Too Much School Will Kill You

I just want a break from all these cats, DNA's, and bacteria. They're too much to handle and they're killing me, ever so slowly. Two exams each week, papers and reports on weekends, cat stench on your fingertips, blah blah blah. What's worse is that your hard work doesn't pay off. I don't feel bad that I studied at the Sunken  Garden while watching concerts at the UP Fair because I remembered everything I studied there. I don't feel bad that I partied last Monday night because I still wouldn't study [for my exam this afternoon] if I were at  home anyway.

I can't wait for this semester  to be over. I don't care if all my professors give me a 3.00; I just want to escape everything. Sometimes I secretly wish that the bus I was riding would crash and kill me. But that's a selfish thought because I'm guessing most of the passengers in the bus do not want to die yet. So instead I secretly wished to be hit by a car or a meteor or something while I'm about to cross the street or when I'm walking to my house. Now that would be a good escape. Sick, no? Hey, no judging!

It's not that I want to kill myself. It's more like...I want others to kill me. But seriously, I don't have plans of killing myself. I'm better than that, trust me. I can only go as far as imagining.
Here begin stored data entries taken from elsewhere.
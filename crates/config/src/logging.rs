//! Logging configuration
//!
//! Controls the engine's own tracing output, not the tailed logs.

use serde::Deserialize;

/// Log level
#[derive(Debug, Clone, Copy, Default, Deserialize, PartialEq, Eq)]
#[serde(rename_all = "lowercase")]
pub enum LogLevel {
    /// Very verbose, every probe and fetch
    Trace,
    /// Debugging information
    Debug,
    /// Normal operation (default)
    #[default]
    Info,
    /// Warnings only
    Warn,
    /// Errors only
    Error,
}

impl LogLevel {
    /// Filter directive understood by the tracing subscriber
    pub fn as_str(&self) -> &'static str {
        match self {
            Self::Trace => "trace",
            Self::Debug => "debug",
            Self::Info => "info",
            Self::Warn => "warn",
            Self::Error => "error",
        }
    }
}

/// Log output format
#[derive(Debug, Clone, Copy, Default, Deserialize, PartialEq, Eq)]
#[serde(rename_all = "lowercase")]
pub enum LogFormat {
    /// Human-readable console output (default)
    #[default]
    Console,
    /// JSON structured logging
    Json,
}

/// Logging configuration
///
/// ```toml
/// [log]
/// level = "debug"
/// format = "json"
/// ```
#[derive(Debug, Clone, Default, Deserialize, PartialEq, Eq)]
#[serde(default)]
pub struct LogConfig {
    /// Log level (trace, debug, info, warn, error)
    pub level: LogLevel,

    /// Output format (console, json)
    pub format: LogFormat,
}
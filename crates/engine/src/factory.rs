//! Source materialisation
//!
//! The manager creates sources lazily, on first attach. This seam is a
//! trait so the follower/manager machinery never names the transport: the
//! production factory dials through the shell pool, tests script their own
//! sources.

use async_trait::async_trait;

use tailmux_config::SourceEntry;
use tailmux_source::{RemoteFileSource, SizedSource};
use tailmux_transport::ShellPool;

use crate::error::Result;

/// Creates a [`SizedSource`] for a configured entry
#[async_trait]
pub trait SourceFactory: Send + Sync {
    /// Materialise the source behind `entry`
    async fn create(&self, entry: &SourceEntry) -> Result<Box<dyn SizedSource>>;

    /// Release anything the factory holds (pooled sessions)
    async fn shutdown(&self) {}
}

/// Production factory: pooled SSH sessions + remote file reads
#[derive(Debug, Default)]
pub struct PooledSourceFactory {
    pool: ShellPool,
}

impl PooledSourceFactory {
    /// Create a factory with an empty pool
    pub fn new() -> Self {
        Self::default()
    }
}

#[async_trait]
impl SourceFactory for PooledSourceFactory {
    async fn create(&self, entry: &SourceEntry) -> Result<Box<dyn SizedSource>> {
        let client = self.pool.connect(entry).await?;
        Ok(Box::new(RemoteFileSource::new(client, &entry.file)))
    }

    async fn shutdown(&self) {
        self.pool.disconnect_all().await;
    }
}
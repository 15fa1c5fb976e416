//! Per-source follower
//!
//! A follower drives one [`SizedSource`]: it probes the size, fetches any
//! gap in bounded chunks, appends the bytes to its rotating cache and emits
//! events towards the manager. One task per follower; all state lives in
//! that task except the cache and a read-only snapshot.
//!
//! The loop, in terms of the observed outcome of each pass:
//!
//! - size grew: fetch `known_size - total_fetched` in chunks of at most
//!   [`CHUNK_MAX`], then probe again immediately
//! - size shrank: the file was rotated or replaced; rewind counters, clear
//!   the cache and start over from zero
//! - read error: Degraded, keep probing on the poll period
//! - transport error: Failed, final state event, exit
//! - cancellation: Stopped, exit
//!
//! The event channel is small and bounded. When it fills, data events
//! coalesce into one pending range; state events are never dropped while
//! the manager is alive.

use std::sync::Arc;
use std::time::Duration;

use parking_lot::Mutex;
use tokio::sync::mpsc;
use tokio::task::JoinHandle;
use tokio_util::sync::CancellationToken;

use tailmux_protocol::{FollowerEvent, Health, SourceId, StateTracker};
use tailmux_source::{SizedSource, SourceError};

use crate::cache::{CacheError, ReadStatus, RotatingCache, CACHE_CAP};

/// Largest single byte fetch: 100 KiB
pub const CHUNK_MAX: usize = 100 * 1024;

/// Time between size probes while the source is idle
pub const SIZE_PERIOD: Duration = Duration::from_secs(1);

/// Bound of the follower → manager event channel
const EVENT_QUEUE: usize = 16;

/// Follower tuning
#[derive(Debug, Clone)]
pub struct FollowerConfig {
    /// Time between size probes while idle
    pub poll_period: Duration,

    /// Largest single byte fetch
    pub chunk_max: usize,

    /// Cache capacity
    pub cache_cap: usize,
}

impl Default for FollowerConfig {
    fn default() -> Self {
        Self {
            poll_period: SIZE_PERIOD,
            chunk_max: CHUNK_MAX,
            cache_cap: CACHE_CAP,
        }
    }
}

/// Read-only snapshot of a follower's state
#[derive(Debug, Clone, Default, PartialEq, Eq)]
pub struct FollowerState {
    /// Current health
    pub health: Health,
    /// Error text, meaningful in Degraded and Failed
    pub error: Option<String>,
    /// Monotonic count of bytes drawn from the source (rewinds to 0 on
    /// truncation)
    pub total_fetched: u64,
    /// Last observed source size
    pub known_size: u64,
}

/// State shared between the follower task and its handle
struct Shared {
    cache: RotatingCache,
    state: Mutex<FollowerState>,
}

/// Handle to a running follower
///
/// Owned by the manager. Dropping the handle does not stop the task; call
/// [`Follower::stop`].
pub struct Follower {
    id: SourceId,
    shared: Arc<Shared>,
    cancel: CancellationToken,
    task: Mutex<Option<JoinHandle<()>>>,
}

impl Follower {
    /// Spawn a follower over `source`
    ///
    /// Returns the handle and the event stream the manager drains.
    pub fn spawn(
        id: SourceId,
        source: Box<dyn SizedSource>,
        config: FollowerConfig,
    ) -> (Self, mpsc::Receiver<FollowerEvent>) {
        let (events, events_rx) = mpsc::channel(EVENT_QUEUE);
        let shared = Arc::new(Shared {
            cache: RotatingCache::with_capacity(config.cache_cap),
            state: Mutex::new(FollowerState::default()),
        });
        let cancel = CancellationToken::new();

        let worker = FollowerWorker {
            id: id.clone(),
            source,
            config,
            shared: Arc::clone(&shared),
            cancel: cancel.clone(),
            events,
            tracker: StateTracker::new(),
            total_fetched: 0,
            known_size: 0,
            pending: None,
            channel_open: true,
        };
        let task = tokio::spawn(worker.run());

        let follower = Self {
            id,
            shared,
            cancel,
            task: Mutex::new(Some(task)),
        };
        (follower, events_rx)
    }

    /// The source this follower drives
    #[inline]
    pub fn id(&self) -> &SourceId {
        &self.id
    }

    /// Number of bytes currently cached
    pub fn cache_len(&self) -> usize {
        self.shared.cache.len()
    }

    /// Read from the cache; offsets are cache-relative
    pub fn read_cache(
        &self,
        offset: i64,
        buf: &mut [u8],
    ) -> Result<(usize, ReadStatus), CacheError> {
        self.shared.cache.read_at(offset, buf)
    }

    /// Copy of the current state
    pub fn state_snapshot(&self) -> FollowerState {
        self.shared.state.lock().clone()
    }

    /// Current health
    pub fn health(&self) -> Health {
        self.shared.state.lock().health
    }

    /// Stop the follower and wait for its task to exit
    ///
    /// Idempotent; an in-flight remote command is allowed to complete, its
    /// result is discarded. The cache is cleared once the task is gone.
    pub async fn stop(&self) {
        self.cancel.cancel();
        let task = self.task.lock().take();
        if let Some(task) = task {
            if task.await.is_err() {
                tracing::warn!(source_id = %self.id, "follower task panicked");
            }
            self.shared.cache.clear();
        }
    }
}

impl std::fmt::Debug for Follower {
    fn fmt(&self, f: &mut std::fmt::Formatter<'_>) -> std::fmt::Result {
        f.debug_struct("Follower")
            .field("id", &self.id)
            .field("state", &self.state_snapshot())
            .finish()
    }
}

/// Outcome of one fetch pass
enum FetchOutcome {
    /// Probe again immediately (done, or a short read that made progress)
    Reprobe,
    /// Wait a poll period first (stalled read or read error)
    Wait,
    /// Transport death or cancellation; leave the loop
    Exit,
}

/// The follower task's private state
struct FollowerWorker {
    id: SourceId,
    source: Box<dyn SizedSource>,
    config: FollowerConfig,
    shared: Arc<Shared>,
    cancel: CancellationToken,
    events: mpsc::Sender<FollowerEvent>,
    tracker: StateTracker,
    total_fetched: u64,
    known_size: u64,
    /// Data event held back by a full channel, coalesced until it fits
    pending: Option<FollowerEvent>,
    channel_open: bool,
}

impl FollowerWorker {
    async fn run(mut self) {
        tracing::debug!(source_id = %self.id, "follower started");

        // No wait before the very first probe
        let mut wait = false;

        loop {
            self.flush_pending();
            if !self.channel_open {
                break;
            }

            if wait {
                tokio::select! {
                    _ = self.cancel.cancelled() => break,
                    _ = tokio::time::sleep(self.config.poll_period) => {}
                }
            } else if self.cancel.is_cancelled() {
                break;
            }

            wait = true;
            match self.source.size().await {
                Ok(new_size) => {
                    if new_size < self.known_size {
                        self.rewind(new_size).await;
                    } else {
                        self.known_size = new_size;
                        self.observe(None, None).await;
                    }

                    if self.total_fetched < self.known_size {
                        match self.fetch_delta().await {
                            FetchOutcome::Reprobe => wait = false,
                            FetchOutcome::Wait => {}
                            FetchOutcome::Exit => break,
                        }
                    }
                }
                Err(SourceError::Read(msg)) => {
                    self.observe(Some(&msg), None).await;
                }
                Err(SourceError::Transport(msg)) => {
                    self.observe(None, Some(&msg)).await;
                    break;
                }
            }
        }

        self.finish().await;
    }

    /// Fetch `known_size - total_fetched` in bounded chunks
    async fn fetch_delta(&mut self) -> FetchOutcome {
        while self.total_fetched < self.known_size {
            if self.cancel.is_cancelled() {
                return FetchOutcome::Exit;
            }

            let need = self.known_size - self.total_fetched;
            let want = need.min(self.config.chunk_max as u64) as usize;

            match self.source.read_at(self.total_fetched, want).await {
                Ok(bytes) => {
                    let n = bytes.len();
                    if n == 0 {
                        // Nothing came back although the probe said there
                        // is more; back off and let a later probe reconcile.
                        return FetchOutcome::Wait;
                    }

                    self.shared.cache.write(&bytes);
                    self.total_fetched += n as u64;

                    let cache_len = self.shared.cache.len() as u64;
                    self.emit_data(cache_len - n as u64, cache_len);
                    self.observe(None, None).await;

                    tracing::trace!(
                        source_id = %self.id,
                        fetched = n,
                        total_fetched = self.total_fetched,
                        known_size = self.known_size,
                        "chunk fetched"
                    );

                    if n < want {
                        // Short read at the end of the source; more next pass
                        return FetchOutcome::Reprobe;
                    }
                }
                Err(SourceError::Read(msg)) => {
                    self.observe(Some(&msg), None).await;
                    return FetchOutcome::Wait;
                }
                Err(SourceError::Transport(msg)) => {
                    self.observe(None, Some(&msg)).await;
                    return FetchOutcome::Exit;
                }
            }
        }

        FetchOutcome::Reprobe
    }

    /// Reset after a detected truncation
    ///
    /// The file shrank, so it was rotated or replaced; the old content is
    /// not recoverable and not wanted. Counters and cache restart from
    /// zero, and a Running state event announces the reset even when the
    /// health did not change.
    async fn rewind(&mut self, new_size: u64) {
        tracing::info!(
            source_id = %self.id,
            old_size = self.known_size,
            new_size,
            "source truncated, rewinding"
        );

        self.total_fetched = 0;
        self.known_size = new_size;
        // Any coalesced range points into the cleared cache
        self.pending = None;
        self.shared.cache.clear();

        self.tracker.observe(None, None);
        self.send_state().await;
    }

    /// Feed an observation into the tracker, emitting on transitions
    async fn observe(&mut self, read_err: Option<&str>, transport_err: Option<&str>) {
        if self.tracker.observe(read_err, transport_err) {
            self.send_state().await;
        } else {
            self.sync_shared();
        }
    }

    /// Send the current health, flushing pending data first so per-source
    /// ordering holds
    async fn send_state(&mut self) {
        if let Some(ev) = self.pending.take() {
            self.send_event(ev).await;
        }
        let ev = FollowerEvent::state(
            self.tracker.health(),
            self.tracker.error().map(str::to_owned),
        );
        self.send_event(ev).await;
        self.sync_shared();
    }

    /// Blocking send, abandoned on cancellation
    async fn send_event(&mut self, event: FollowerEvent) {
        if !self.channel_open {
            return;
        }
        tokio::select! {
            _ = self.cancel.cancelled() => {}
            res = self.events.send(event) => {
                if res.is_err() {
                    self.channel_open = false;
                }
            }
        }
    }

    /// Queue a data event, coalescing under backpressure
    fn emit_data(&mut self, prev: u64, new: u64) {
        let event = FollowerEvent::data(prev, new);
        match &mut self.pending {
            Some(pending) => pending.coalesce_data(&event),
            None => self.pending = Some(event),
        }
        self.flush_pending();
    }

    /// Try to hand the pending data event to the manager without blocking
    fn flush_pending(&mut self) {
        if let Some(event) = self.pending.take() {
            match self.events.try_send(event) {
                Ok(()) => {}
                Err(mpsc::error::TrySendError::Full(event)) => {
                    self.pending = Some(event);
                }
                Err(mpsc::error::TrySendError::Closed(_)) => {
                    self.channel_open = false;
                }
            }
        }
    }

    /// Publish counters and health for snapshot readers
    fn sync_shared(&self) {
        let mut state = self.shared.state.lock();
        state.health = self.tracker.health();
        state.error = self.tracker.error().map(str::to_owned);
        state.total_fetched = self.total_fetched;
        state.known_size = self.known_size;
    }

    /// Exit path: close the source and, on a clean stop, announce it
    async fn finish(mut self) {
        self.source.close().await;

        if !self.tracker.health().is_terminal() {
            self.tracker.force(Health::Stopped);
            self.flush_pending();
            // Best effort; on full shutdown the manager may already be gone
            let _ = self
                .events
                .try_send(FollowerEvent::state(Health::Stopped, None));
        }
        self.sync_shared();

        tracing::debug!(source_id = %self.id, health = %self.tracker.health(), "follower exited");
    }
}

#[cfg(test)]
#[path = "follower_test.rs"]
mod tests;
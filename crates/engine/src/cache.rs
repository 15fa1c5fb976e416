//! Rotating byte cache
//!
//! Each follower keeps the most recent bytes of its source in a bounded
//! window. Writes append at the tail; once the window is full, the oldest
//! bytes fall off the front. Readers see a zero-based view of whatever is
//! currently held.
//!
//! A single mutex serialises readers and writers. Reads are a plain copy,
//! so holding the lock across one is cheap.

use parking_lot::Mutex;
use thiserror::Error;

/// How much data we keep per source: 300 KiB
pub const CACHE_CAP: usize = 300 * 1024;

/// Outcome of a cache read
#[derive(Debug, Clone, Copy, PartialEq, Eq)]
pub enum ReadStatus {
    /// The buffer was filled completely
    Ok,
    /// The read ran into the end of the held bytes; fewer bytes (possibly
    /// zero) were copied
    EndOfData,
}

/// Cache read errors
#[derive(Debug, Error, PartialEq, Eq)]
pub enum CacheError {
    /// Negative read offset
    #[error("invalid offset: {0}")]
    InvalidOffset(i64),
}

/// Bounded append-only byte window
#[derive(Debug)]
pub struct RotatingCache {
    inner: Mutex<CacheInner>,
}

#[derive(Debug)]
struct CacheInner {
    data: Vec<u8>,
    cap: usize,
}

impl RotatingCache {
    /// Create a cache with the default capacity of [`CACHE_CAP`]
    pub fn new() -> Self {
        Self::with_capacity(CACHE_CAP)
    }

    /// Create a cache with a specific capacity
    pub fn with_capacity(cap: usize) -> Self {
        Self {
            inner: Mutex::new(CacheInner {
                data: Vec::new(),
                cap,
            }),
        }
    }

    /// Append bytes, rotating out the oldest to stay within capacity
    ///
    /// Always accepts the whole input and returns its length. An input at
    /// least as large as the capacity replaces the window with the input's
    /// trailing bytes.
    pub fn write(&self, bytes: &[u8]) -> usize {
        let mut inner = self.inner.lock();
        let cap = inner.cap;

        if bytes.len() >= cap {
            inner.data.clear();
            inner.data.extend_from_slice(&bytes[bytes.len() - cap..]);
        } else {
            let overflow = (inner.data.len() + bytes.len()).saturating_sub(cap);
            if overflow > 0 {
                inner.data.drain(..overflow);
            }
            inner.data.extend_from_slice(bytes);
        }

        bytes.len()
    }

    /// Copy held bytes starting at `offset` into `buf`
    ///
    /// Returns how many bytes were copied and whether the end of the held
    /// data was reached. An offset at or past the end yields
    /// `(0, EndOfData)`; a negative offset is an error.
    pub fn read_at(&self, offset: i64, buf: &mut [u8]) -> Result<(usize, ReadStatus), CacheError> {
        if offset < 0 {
            return Err(CacheError::InvalidOffset(offset));
        }
        let offset = offset as usize;

        let inner = self.inner.lock();
        let len = inner.data.len();

        if offset >= len {
            return Ok((0, ReadStatus::EndOfData));
        }

        let n = buf.len().min(len - offset);
        buf[..n].copy_from_slice(&inner.data[offset..offset + n]);

        let status = if n == buf.len() {
            ReadStatus::Ok
        } else {
            ReadStatus::EndOfData
        };
        Ok((n, status))
    }

    /// Drop all held bytes
    pub fn clear(&self) {
        self.inner.lock().data.clear();
    }

    /// Number of bytes currently held
    pub fn len(&self) -> usize {
        self.inner.lock().data.len()
    }

    /// True when nothing is held
    pub fn is_empty(&self) -> bool {
        self.len() == 0
    }

    /// Configured capacity
    pub fn capacity(&self) -> usize {
        self.inner.lock().cap
    }
}

impl Default for RotatingCache {
    fn default() -> Self {
        Self::new()
    }
}

#[cfg(test)]
#[path = "cache_test.rs"]
mod tests;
And then there's my thesis which I haven't planned out yet. Which reminds me, I have to talk to my adviser tomorrow and I don't have anything to tell him yet. Oh, the NMAT! I almost forgot. It's on March 25. I was expecting it would be later, like April. I planned not to go to a review center and to just buy reviewers and study them on my own. But really, I haven't bought any reviewers yet. Anyway I have this make-up quiz tomorrow because of an exam in which lots of people failed. So I'm going now. Bye-bye. I meant, good night. Someone told me that it's better to bid good night than bid goodbye. There. Good night!

Sunday, February 19, 2012

I searched all night for you, darling. I braved the dark streets and the harsh wind. I think I saw you one time or two - under a lamppost, across the street. But I knew it couldn't be you, you couldn't be true.

I waited all night for you, darling. I stayed up reading my book and sipping my coffee. You called in the morning to say you were too tired. I knew asking for you was too much. All that waiting still wasn't enough.